Xia You1, Annalee W. Nguyen2, Abeer Jabaiah3, Mark A. Sheff4, Kurt S. Thorn5, and Patrick S. Daugherty3. (1) Chemical Engineering, UCSB, Santa Barbara, CA 93106, (2) Applied Biosystems, Austin, TX 78744, (3) Chemical Engineering, University of California, Santa Barbara, Santa Barbara, CA 93101, (4) Bauer Center for Genomics Research, Harvard University, Cambridge, 02138, (5) University of California, San Francisco, San Francisco,, CA 94158
FRET is a powerful tool to study protein-protein interactions in living cells. Previous studies have mainly focused on intracellular sensing of known or putative protein interactions.
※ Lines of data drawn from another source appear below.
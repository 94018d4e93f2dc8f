use anyhow::{bail, Context, Result};
use clap::{Parser, Subcommand};
use planar::{build_convex_hull, classify_turn, is_point_on_segment, Polygon};
use serde::Serialize;
use std::fs;
use std::path::{Path, PathBuf};
use tracing_subscriber::fmt::SubscriberBuilder;

mod points;
mod summary;

use points::{read_points, to_pairs, PointArg};
use summary::{write_summary, HullSummary};

#[derive(Parser)]
#[command(name = "planar-cli")]
#[command(about = "Planar geometry queries over JSON point lists")]
struct Cmd {
    #[command(subcommand)]
    action: Action,
}

#[derive(Subcommand)]
enum Action {
    /// Area of the polygon whose vertices are listed in the input file
    Area {
        #[arg(long)]
        input: PathBuf,
    },
    /// Whether a point lies strictly inside the polygon
    Inside {
        #[arg(long)]
        input: PathBuf,
        #[arg(long, allow_hyphen_values = true)]
        point: PointArg,
    },
    /// Convex hull of the input points; optionally written to --out with a run summary
    Hull {
        #[arg(long)]
        input: PathBuf,
        #[arg(long)]
        out: Option<PathBuf>,
    },
    /// Turn direction of three points: --point a --point b --point c
    Turn {
        #[arg(long = "point", required = true, allow_hyphen_values = true)]
        points: Vec<PointArg>,
    },
    /// Whether the first point lies on the segment spanned by the next two
    OnSegment {
        #[arg(long = "point", required = true, allow_hyphen_values = true)]
        points: Vec<PointArg>,
    },
}

#[derive(Serialize)]
struct HullReport {
    vertices: Vec<[f64; 2]>,
    area: f64,
}

fn main() -> Result<()> {
    SubscriberBuilder::default()
        .with_target(false)
        .with_writer(std::io::stderr)
        .init();
    let cmd = Cmd::parse();
    let out = match cmd.action {
        Action::Area { input } => area(&input)?,
        Action::Inside { input, point } => inside(&input, point)?,
        Action::Hull { input, out } => hull(&input, out.as_deref())?,
        Action::Turn { points } => turn(&points)?,
        Action::OnSegment { points } => on_segment(&points)?,
    };
    println!("{out}");
    Ok(())
}

fn area(input: &Path) -> Result<String> {
    let poly = Polygon::new(read_points(input)?)
        .with_context(|| format!("building polygon from {}", input.display()))?;
    tracing::info!(input = %input.display(), vertices = poly.len(), area = poly.area(), "area");
    Ok(poly.area().to_string())
}

fn inside(input: &Path, point: PointArg) -> Result<String> {
    let poly = Polygon::new(read_points(input)?)
        .with_context(|| format!("building polygon from {}", input.display()))?;
    let inside = poly.is_point_inside(point.0);
    tracing::info!(input = %input.display(), point = %point.0, inside, "inside");
    Ok(inside.to_string())
}

fn hull(input: &Path, out: Option<&Path>) -> Result<String> {
    let pts = read_points(input)?;
    let n = pts.len();
    let hull = build_convex_hull(pts)
        .with_context(|| format!("building convex hull of {}", input.display()))?;
    tracing::info!(input = %input.display(), points = n, hull = hull.len(), "hull");
    let report = HullReport {
        vertices: to_pairs(hull.vertices()),
        area: hull.area(),
    };
    let body = serde_json::to_string_pretty(&report)?;
    if let Some(out) = out {
        if let Some(parent) = out.parent() {
            if !parent.as_os_str().is_empty() {
                fs::create_dir_all(parent)
                    .with_context(|| format!("creating output dir {}", parent.display()))?;
            }
        }
        fs::write(out, &body).with_context(|| format!("writing {}", out.display()))?;
        write_summary(out, &HullSummary::new(input, n, &hull))?;
    }
    Ok(body)
}

fn turn(points: &[PointArg]) -> Result<String> {
    let [a, b, c] = points else {
        bail!("turn needs exactly three --point values, got {}", points.len());
    };
    let t = classify_turn(a.0, b.0, c.0);
    tracing::info!(a = %a.0, b = %b.0, c = %c.0, turn = ?t, "turn");
    Ok(format!("{t:?}"))
}

fn on_segment(points: &[PointArg]) -> Result<String> {
    let [p, a, b] = points else {
        bail!("on-segment needs exactly three --point values, got {}", points.len());
    };
    let on = is_point_on_segment(p.0, (a.0, b.0));
    tracing::info!(point = %p.0, from = %a.0, to = %b.0, on, "on_segment");
    Ok(on.to_string())
}

#[cfg(test)]
mod tests {
    use super::*;
    use tempfile::tempdir;

    fn write_input(dir: &Path, name: &str, body: &str) -> PathBuf {
        let path = dir.join(name);
        fs::write(&path, body).unwrap();
        path
    }

    fn arg(s: &str) -> PointArg {
        s.parse().unwrap()
    }

    #[test]
    fn area_and_inside_on_unit_square() {
        let dir = tempdir().unwrap();
        let input = write_input(dir.path(), "sq.json", "[[0,0],[1,0],[1,1],[0,1]]");
        assert_eq!(area(&input).unwrap(), "1");
        assert_eq!(inside(&input, arg("0.5,0.5")).unwrap(), "true");
        assert_eq!(inside(&input, arg("0.5,1")).unwrap(), "false");
    }

    #[test]
    fn empty_input_is_an_error() {
        let dir = tempdir().unwrap();
        let input = write_input(dir.path(), "empty.json", "[]");
        let err = area(&input).unwrap_err();
        assert!(format!("{err:#}").contains("invalid input"));
        assert!(hull(&input, None).is_err());
    }

    #[test]
    fn hull_writes_output_and_summary() {
        let dir = tempdir().unwrap();
        let input = write_input(
            dir.path(),
            "cloud.json",
            "[[0,0],[4,0],[0,4],[1,1],[2,0],[4,4],[2,2]]",
        );
        let out = dir.path().join("out").join("hull.json");
        let body = hull(&input, Some(out.as_path())).unwrap();
        let parsed: serde_json::Value = serde_json::from_str(&body).unwrap();
        assert_eq!(parsed["area"], 16.0);
        assert_eq!(parsed["vertices"].as_array().unwrap().len(), 4);
        assert!(out.exists());
        let summary: serde_json::Value = serde_json::from_slice(
            &fs::read(dir.path().join("out").join("hull.summary.json")).unwrap(),
        )
        .unwrap();
        assert_eq!(summary["points"], 7);
        assert_eq!(summary["hull_vertices"], 4);
        assert_eq!(summary["area"], 16.0);
    }

    #[test]
    fn turn_and_segment_commands() {
        let pts = [arg("0,0"), arg("2,0"), arg("0.5,1")];
        assert_eq!(turn(&pts).unwrap(), "Left");
        assert!(turn(&pts[..2]).is_err());
        let seg = [arg("-1,1"), arg("-1,0"), arg("-1,2")];
        assert_eq!(on_segment(&seg).unwrap(), "true");
        let off = [arg("-0.5,1"), arg("-1,0"), arg("-1,2")];
        assert_eq!(on_segment(&off).unwrap(), "false");
    }

    #[test]
    fn cli_parses_negative_points() {
        let cmd = Cmd::try_parse_from([
            "planar-cli", "turn", "--point", "-1,0", "--point", "0,-1", "--point", "1,0",
        ])
        .unwrap();
        match cmd.action {
            Action::Turn { points } => assert_eq!(points.len(), 3),
            _ => panic!("expected turn"),
        }
    }
}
We developed an efficient methodology to perform high throughput screening of libraries to discover novel protein binding ligands in the intracellular environment. Improved FRET pairs were genetically fused to target proteins and a large peptide library. Binding brings the FRET donor and acceptor into close proximity, triggering resonance energy transfer and a spectrum shift upon donor excitation. Two well-conserved interaction modules: one PDZ domain from PSD95(1) and an SH3 domain from Mona(2) were fused to FRET acceptor as baits and a 15mer random peptide library were fused to FRET donor as a prey. Optical screening via flow cytometry in E.coli revealed a set of physiologically relevant consensus motifs with improved binding affinities from both modules, demonstrating the potential application in large scale protein-interaction mapping and development of peptide inhibitors for intracellular targets. High throughput screening for protein binding ligands was also extended to Saccharomyces cerevisiae, demonstrating that high affinity peptides could be identified using fewer rounds of enrichment in eukaryotic cells due to its significantly increased dynamic range comparing to previous studies.
1. Stathakis, D. G., Hoover, K. B., You, Z. & Bryant, P. J. (1997) Genomics 44, 71-82. 2. Bourette, R. P., Arnaud, S., Myles, G. M., Blanchet, J. P., Rohrschneider, L. R. & Mouchiroud, G. (1998) Embo J 17, 7273-81.